During segmentation there arises a layer of small superficial cells (epiblast) and a central layer of larger cells, which becomes separated from the former by a segmentation cavity, except at the pole adjoining the free end of the brood-pouch. At this point the epiblast cells become invaginated into the central cells and form the alimentary tract, while the primitive central cells remain as the mesoblast. A fold arises from the epiblast which Todaro compares to the vertebrate amnion, but the origin of it is unfortunately not satisfactorily described. The folds of the amnion project towards the placenta, and enclose a cavity which, as the folds never completely meet, is permanently open to the maternal blood sinus. This cavity corresponds with the cavity of the true amnion of higher Vertebrates. It forms the cavity of the placenta already described. Between the two folds of the amnion is a cavity corresponding with the vertebrate false amnion. A structure regarded by Todaro as the notochord is formed on the neck, connecting the involution of the alimentary tract with the exterior. It has only a very transitory existence.

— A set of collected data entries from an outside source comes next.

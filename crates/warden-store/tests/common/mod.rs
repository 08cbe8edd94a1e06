//! Shared fixtures for store and service integration tests.

#![allow(dead_code)]

use std::sync::atomic::{AtomicBool, AtomicUsize, Ordering};
use std::sync::{Arc, Once};

use async_trait::async_trait;
use warden_auth::{generate_master_key, AesGcmVault, AuthError, AuthResult, CredentialVault};
use warden_core::{
    AuthProvider, AuthProviderParam, CreateAuthProvider, ProjectAccess, ProjectId, ProviderId,
    ProviderType, UserId,
};
use warden_providers::{HttpConfig, ProviderFactory};
use warden_store::{
    AuthProviderRepository, AuthProviderService, AuthProviderStore,
    InMemoryAuthProviderRepository, ProviderFilter, ProviderUpdate, StoreResult,
};

static INIT: Once = Once::new();

/// Install a test subscriber when `RUST_LOG` is set.
pub fn init_test_logging() {
    INIT.call_once(|| {
        if std::env::var("RUST_LOG").is_ok() {
            let _ = tracing_subscriber::fmt()
                .with_env_filter(tracing_subscriber::EnvFilter::from_default_env())
                .with_test_writer()
                .try_init();
        }
    });
}

/// Vault whose failures can be switched on per test.
pub struct FlakyVault {
    inner: AesGcmVault,
    pub fail_decrypt: AtomicBool,
}

/// Plaintext that [`FlakyVault`] refuses to encrypt.
pub const POISON: &str = "poison";

impl FlakyVault {
    pub fn new() -> Self {
        Self {
            inner: AesGcmVault::new(generate_master_key()),
            fail_decrypt: AtomicBool::new(false),
        }
    }
}

#[async_trait]
impl CredentialVault for FlakyVault {
    async fn encrypt(&self, project_id: ProjectId, plaintext: &str) -> AuthResult<String> {
        if plaintext == POISON {
            return Err(AuthError::EncryptionFailed("vault rejected value".to_string()));
        }
        self.inner.encrypt(project_id, plaintext).await
    }

    async fn decrypt(&self, project_id: ProjectId, ciphertext: &str) -> AuthResult<String> {
        if self.fail_decrypt.load(Ordering::SeqCst) {
            return Err(AuthError::DecryptionFailed("vault unavailable".to_string()));
        }
        self.inner.decrypt(project_id, ciphertext).await
    }
}

/// Repository that moves the record to another project right before the
/// `move_on_read`-th lookup (zero-based), as a concurrent writer would.
pub struct RelocatingRepository {
    pub inner: Arc<InMemoryAuthProviderRepository>,
    pub destination: ProjectId,
    pub move_on_read: usize,
    reads: AtomicUsize,
}

impl RelocatingRepository {
    pub fn new(destination: ProjectId, move_on_read: usize) -> Self {
        Self {
            inner: Arc::new(InMemoryAuthProviderRepository::new()),
            destination,
            move_on_read,
            reads: AtomicUsize::new(0),
        }
    }
}

#[async_trait]
impl AuthProviderRepository for RelocatingRepository {
    async fn find_by_id(&self, id: ProviderId) -> StoreResult<Option<AuthProvider>> {
        if self.reads.fetch_add(1, Ordering::SeqCst) == self.move_on_read {
            if let Some(mut record) = self.inner.find_by_id(id).await? {
                record.project_id = self.destination;
                self.inner.put_raw(record);
            }
        }
        self.inner.find_by_id(id).await
    }

    async fn find(&self, filter: &ProviderFilter) -> StoreResult<Vec<AuthProvider>> {
        self.inner.find(filter).await
    }

    async fn insert(&self, record: &AuthProvider) -> StoreResult<()> {
        self.inner.insert(record).await
    }

    async fn update(
        &self,
        id: ProviderId,
        expected_project: ProjectId,
        update: &ProviderUpdate,
    ) -> StoreResult<Option<AuthProvider>> {
        self.inner.update(id, expected_project, update).await
    }
}

/// Service over a [`RelocatingRepository`] that moves records to
/// `destination` between the authorization check and the write.
pub fn relocating_service(destination: ProjectId) -> (AuthProviderService, Arc<RelocatingRepository>) {
    init_test_logging();
    let repository = Arc::new(RelocatingRepository::new(destination, 1));
    let vault = Arc::new(AesGcmVault::new(generate_master_key()));
    let store = AuthProviderStore::new(repository.clone(), vault);
    let service = AuthProviderService::new(store, ProviderFactory::with_defaults(&HttpConfig::default()));
    (service, repository)
}

pub struct Harness {
    pub service: AuthProviderService,
    pub repository: Arc<InMemoryAuthProviderRepository>,
    pub vault: Arc<FlakyVault>,
}

pub fn harness() -> Harness {
    init_test_logging();
    let repository = Arc::new(InMemoryAuthProviderRepository::new());
    let vault = Arc::new(FlakyVault::new());
    let store = AuthProviderStore::new(repository.clone(), vault.clone());
    let service = AuthProviderService::new(store, ProviderFactory::with_defaults(&HttpConfig::default()));
    Harness {
        service,
        repository,
        vault,
    }
}

/// A caller authorized for exactly `projects`.
pub fn caller(projects: &[ProjectId]) -> ProjectAccess {
    ProjectAccess::new(UserId::new(), projects.iter().copied())
}

pub fn google_input(project_id: ProjectId) -> CreateAuthProvider {
    CreateAuthProvider {
        name: "Google".to_string(),
        icon: "google.svg".to_string(),
        provider: ProviderType::Google,
        project_id,
        params: vec![
            AuthProviderParam::plain("GOOGLE_CLIENT_ID", "x").with_label("Client ID"),
            AuthProviderParam::secret("GOOGLE_CLIENT_SECRET", "y").with_label("Client secret"),
            AuthProviderParam::plain("GOOGLE_REDIRECT_URL", "https://app.example.com/cb"),
        ],
    }
}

In the later stages the segmentation cavity disappears and a true body cavity is formed by a split in the mesoblast.
Todaro’s interpretations, and in part his descriptions also, both with reference to the notochord and amnion, appear to me quite inadmissible. About some other parts of his descriptions it is not possible to form a satisfactory judgment. He has recently published a short paper on this subject (No. [39]) preliminary to a larger memoir, which is very difficult to understand in the absence of plates. He finds however in the placenta various parts which he regards as homologous with the decidua vera and reflexa of Mammalia.

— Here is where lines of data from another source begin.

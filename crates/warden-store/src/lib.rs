//! Auth provider persistence and orchestration for warden.
//!
//! - [`store::AuthProviderStore`] applies the credential vault to secret
//!   params on every write and read
//! - [`service::AuthProviderService`] adds project scoping and builds
//!   provider adapters
//! - [`password::PasswordService`] handles local password accounts
//! - [`Warden`] wires everything from a [`config::WardenConfig`]

pub mod config;
pub mod error;
pub mod password;
pub mod repository;
pub mod service;
pub mod store;

use std::sync::Arc;
use std::time::Duration;

use sqlx::postgres::PgPoolOptions;
use warden_auth::CredentialVault;
use warden_providers::ProviderFactory;

pub use config::{AppEnvironment, Argon2Settings, ConfigError, WardenConfig};
pub use error::{StoreError, StoreResult};
pub use password::{normalize_email, PasswordAuthenticator, PasswordService};
pub use repository::{
    AuthProviderRepository, InMemoryAuthProviderRepository, InMemoryPasswordUserRepository,
    PasswordUserRepository, PgAuthProviderRepository, PgPasswordUserRepository, ProviderFilter,
    ProviderUpdate,
};
pub use service::AuthProviderService;
pub use store::AuthProviderStore;

/// The assembled services.
#[derive(Debug, Clone)]
pub struct Warden {
    pub providers: AuthProviderService,
    pub passwords: Arc<PasswordService>,
}

impl Warden {
    /// Wire vault, repositories, factory and services from configuration.
    ///
    /// Uses PostgreSQL when a database URL is configured, in-memory
    /// repositories otherwise.
    pub async fn from_config(config: &WardenConfig) -> StoreResult<Self> {
        let vault: Arc<dyn CredentialVault> = Arc::new(config.vault.clone());
        let factory = ProviderFactory::with_defaults(&config.http);

        let (providers, users): (
            Arc<dyn AuthProviderRepository>,
            Arc<dyn PasswordUserRepository>,
        ) = match &config.database_url {
            Some(url) => {
                let pool = PgPoolOptions::new()
                    .max_connections(10)
                    .acquire_timeout(Duration::from_secs(5))
                    .connect(url)
                    .await?;
                tracing::info!("Database connection established");
                (
                    Arc::new(PgAuthProviderRepository::new(pool.clone())),
                    Arc::new(PgPasswordUserRepository::new(pool)),
                )
            }
            None => {
                tracing::info!("No database configured, using in-memory repositories");
                (
                    Arc::new(InMemoryAuthProviderRepository::new()),
                    Arc::new(InMemoryPasswordUserRepository::new()),
                )
            }
        };

        let hasher = config
            .argon2
            .hasher()
            .map_err(|e| StoreError::Hashing(e.to_string()))?;

        Ok(Self {
            providers: AuthProviderService::new(AuthProviderStore::new(providers, vault), factory),
            passwords: Arc::new(PasswordService::new(users, hasher)),
        })
    }
}
//! PostgreSQL repositories (schema in `migrations/`).

use async_trait::async_trait;
use chrono::{DateTime, Utc};
use sqlx::types::Json;
use sqlx::{FromRow, PgPool};
use uuid::Uuid;
use warden_core::{
    AuthProvider, AuthProviderParam, ProjectId, ProviderId, ProviderType, UserId, WithPasswordUser,
};

use super::{AuthProviderRepository, PasswordUserRepository, ProviderFilter, ProviderUpdate};
use crate::error::{StoreError, StoreResult};

/// Row of `auth_providers`.
#[derive(Debug, FromRow)]
struct AuthProviderRow {
    id: Uuid,
    name: String,
    icon: String,
    provider: String,
    project_id: Uuid,
    params: Json<Vec<AuthProviderParam>>,
    enabled: bool,
    created_at: DateTime<Utc>,
    created_by: Uuid,
    updated_at: DateTime<Utc>,
    updated_by: Uuid,
}

impl TryFrom<AuthProviderRow> for AuthProvider {
    type Error = StoreError;

    fn try_from(row: AuthProviderRow) -> Result<Self, Self::Error> {
        let provider: ProviderType = row
            .provider
            .parse()
            .map_err(|e| StoreError::InvalidRecord(format!("auth provider {}: {e}", row.id)))?;

        Ok(AuthProvider {
            id: ProviderId::from_uuid(row.id),
            name: row.name,
            icon: row.icon,
            provider,
            project_id: ProjectId::from_uuid(row.project_id),
            params: row.params.0,
            enabled: row.enabled,
            created_at: row.created_at,
            created_by: UserId::from_uuid(row.created_by),
            updated_at: row.updated_at,
            updated_by: UserId::from_uuid(row.updated_by),
        })
    }
}

/// PostgreSQL implementation of [`AuthProviderRepository`].
#[derive(Debug, Clone)]
pub struct PgAuthProviderRepository {
    pool: PgPool,
}

impl PgAuthProviderRepository {
    #[must_use]
    pub fn new(pool: PgPool) -> Self {
        Self { pool }
    }
}

#[async_trait]
impl AuthProviderRepository for PgAuthProviderRepository {
    async fn find_by_id(&self, id: ProviderId) -> StoreResult<Option<AuthProvider>> {
        let row: Option<AuthProviderRow> =
            sqlx::query_as("SELECT * FROM auth_providers WHERE id = $1")
                .bind(*id.as_uuid())
                .fetch_optional(&self.pool)
                .await?;

        row.map(AuthProvider::try_from).transpose()
    }

    async fn find(&self, filter: &ProviderFilter) -> StoreResult<Vec<AuthProvider>> {
        let projects: Option<Vec<Uuid>> = filter
            .projects
            .as_ref()
            .map(|p| p.iter().map(|id| *id.as_uuid()).collect());

        let rows: Vec<AuthProviderRow> = sqlx::query_as(
            r"
            SELECT * FROM auth_providers
            WHERE ($1::uuid[] IS NULL OR project_id = ANY($1))
              AND ($2::boolean IS NULL OR enabled = $2)
            ORDER BY created_at ASC, id ASC
            ",
        )
        .bind(projects)
        .bind(filter.enabled)
        .fetch_all(&self.pool)
        .await?;

        rows.into_iter().map(AuthProvider::try_from).collect()
    }

    async fn insert(&self, record: &AuthProvider) -> StoreResult<()> {
        sqlx::query(
            r"
            INSERT INTO auth_providers (
                id, name, icon, provider, project_id, params, enabled,
                created_at, created_by, updated_at, updated_by
            )
            VALUES ($1, $2, $3, $4, $5, $6, $7, $8, $9, $10, $11)
            ",
        )
        .bind(*record.id.as_uuid())
        .bind(&record.name)
        .bind(&record.icon)
        .bind(record.provider.as_str())
        .bind(*record.project_id.as_uuid())
        .bind(Json(&record.params))
        .bind(record.enabled)
        .bind(record.created_at)
        .bind(*record.created_by.as_uuid())
        .bind(record.updated_at)
        .bind(*record.updated_by.as_uuid())
        .execute(&self.pool)
        .await
        .map_err(StoreError::from_insert)?;

        Ok(())
    }

    async fn update(
        &self,
        id: ProviderId,
        expected_project: ProjectId,
        update: &ProviderUpdate,
    ) -> StoreResult<Option<AuthProvider>> {
        let row: Option<AuthProviderRow> = sqlx::query_as(
            r"
            UPDATE auth_providers
            SET
                name = COALESCE($3, name),
                icon = COALESCE($4, icon),
                provider = COALESCE($5, provider),
                project_id = COALESCE($6, project_id),
                params = COALESCE($7, params),
                enabled = COALESCE($8, enabled),
                updated_at = $9,
                updated_by = $10
            WHERE id = $1 AND project_id = $2
            RETURNING *
            ",
        )
        .bind(*id.as_uuid())
        .bind(*expected_project.as_uuid())
        .bind(&update.name)
        .bind(&update.icon)
        .bind(update.provider.map(|p| p.as_str()))
        .bind(update.project_id.map(|p| *p.as_uuid()))
        .bind(update.params.as_ref().map(Json))
        .bind(update.enabled)
        .bind(update.updated_at)
        .bind(*update.updated_by.as_uuid())
        .fetch_optional(&self.pool)
        .await?;

        row.map(AuthProvider::try_from).transpose()
    }
}

/// Row of `password_users`.
#[derive(Debug, FromRow)]
struct PasswordUserRow {
    id: Uuid,
    project_id: Uuid,
    email: String,
    password_hash: String,
    created_at: DateTime<Utc>,
    updated_at: DateTime<Utc>,
}

impl From<PasswordUserRow> for WithPasswordUser {
    fn from(row: PasswordUserRow) -> Self {
        WithPasswordUser {
            id: UserId::from_uuid(row.id),
            project_id: ProjectId::from_uuid(row.project_id),
            email: row.email,
            password: row.password_hash,
            created_at: row.created_at,
            updated_at: row.updated_at,
        }
    }
}

/// PostgreSQL implementation of [`PasswordUserRepository`].
#[derive(Debug, Clone)]
pub struct PgPasswordUserRepository {
    pool: PgPool,
}

impl PgPasswordUserRepository {
    #[must_use]
    pub fn new(pool: PgPool) -> Self {
        Self { pool }
    }
}

#[async_trait]
impl PasswordUserRepository for PgPasswordUserRepository {
    async fn find_by_email(
        &self,
        project_id: ProjectId,
        email: &str,
    ) -> StoreResult<Option<WithPasswordUser>> {
        let row: Option<PasswordUserRow> =
            sqlx::query_as("SELECT * FROM password_users WHERE project_id = $1 AND email = $2")
                .bind(*project_id.as_uuid())
                .bind(email)
                .fetch_optional(&self.pool)
                .await?;

        Ok(row.map(WithPasswordUser::from))
    }

    async fn insert(&self, user: &WithPasswordUser) -> StoreResult<()> {
        sqlx::query(
            r"
            INSERT INTO password_users (id, project_id, email, password_hash, created_at, updated_at)
            VALUES ($1, $2, $3, $4, $5, $6)
            ",
        )
        .bind(*user.id.as_uuid())
        .bind(*user.project_id.as_uuid())
        .bind(&user.email)
        .bind(&user.password)
        .bind(user.created_at)
        .bind(user.updated_at)
        .execute(&self.pool)
        .await
        .map_err(StoreError::from_insert)?;

        Ok(())
    }

    async fn replace_password(
        &self,
        id: UserId,
        expected_hash: &str,
        new_hash: &str,
        updated_at: DateTime<Utc>,
    ) -> StoreResult<bool> {
        let result = sqlx::query(
            r"
            UPDATE password_users
            SET password_hash = $3, updated_at = $4
            WHERE id = $1 AND password_hash = $2
            ",
        )
        .bind(*id.as_uuid())
        .bind(expected_hash)
        .bind(new_hash)
        .bind(updated_at)
        .execute(&self.pool)
        .await?;

        Ok(result.rows_affected() == 1)
    }
}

[13] It is not within the scope of this work to enter into details with reference to the process of budding. The reader is referred on this head more especially to the papers of Huxley (No. [16]) and Kowalevsky (No. [22]) on Pyrosoma, of Salensky (No. [35]) on Salpa, and Kowalevsky (No. [21]) on Ascidians generally. It is a question of very great interest how budding first arose, and then became so prevalent in these degenerate types of Chordata. It is possible to suppose that budding may have commenced by the division of embryos at an early stage of development, and have gradually been carried onwards by the help of natural selection till late in life. There is perhaps little in the form of budding of the Ascidians to support this view—the early budding of Didemnum as described by Gegenbaur being the strongest evidence for it—but it fits in very well with the division of the embryo in Lumbricus trapezoides described by Kleinenberg, and with the not unfrequent occurrence of double monsters in Vertebrata which may be regarded as a phenomenon of a similar nature (Rauber). The embryonic budding of Pyrosoma, which might perhaps be viewed as supporting the hypothesis, appears to me not really in favour of it; since the Cyathozooid of Pyrosoma is without doubt an extremely modified form of zooid, which has obviously been specially developed in connection with the peculiar reproduction of the Pyrosomidæ.
[14] The atrial spaces form somewhat doubtful exceptions to the rule.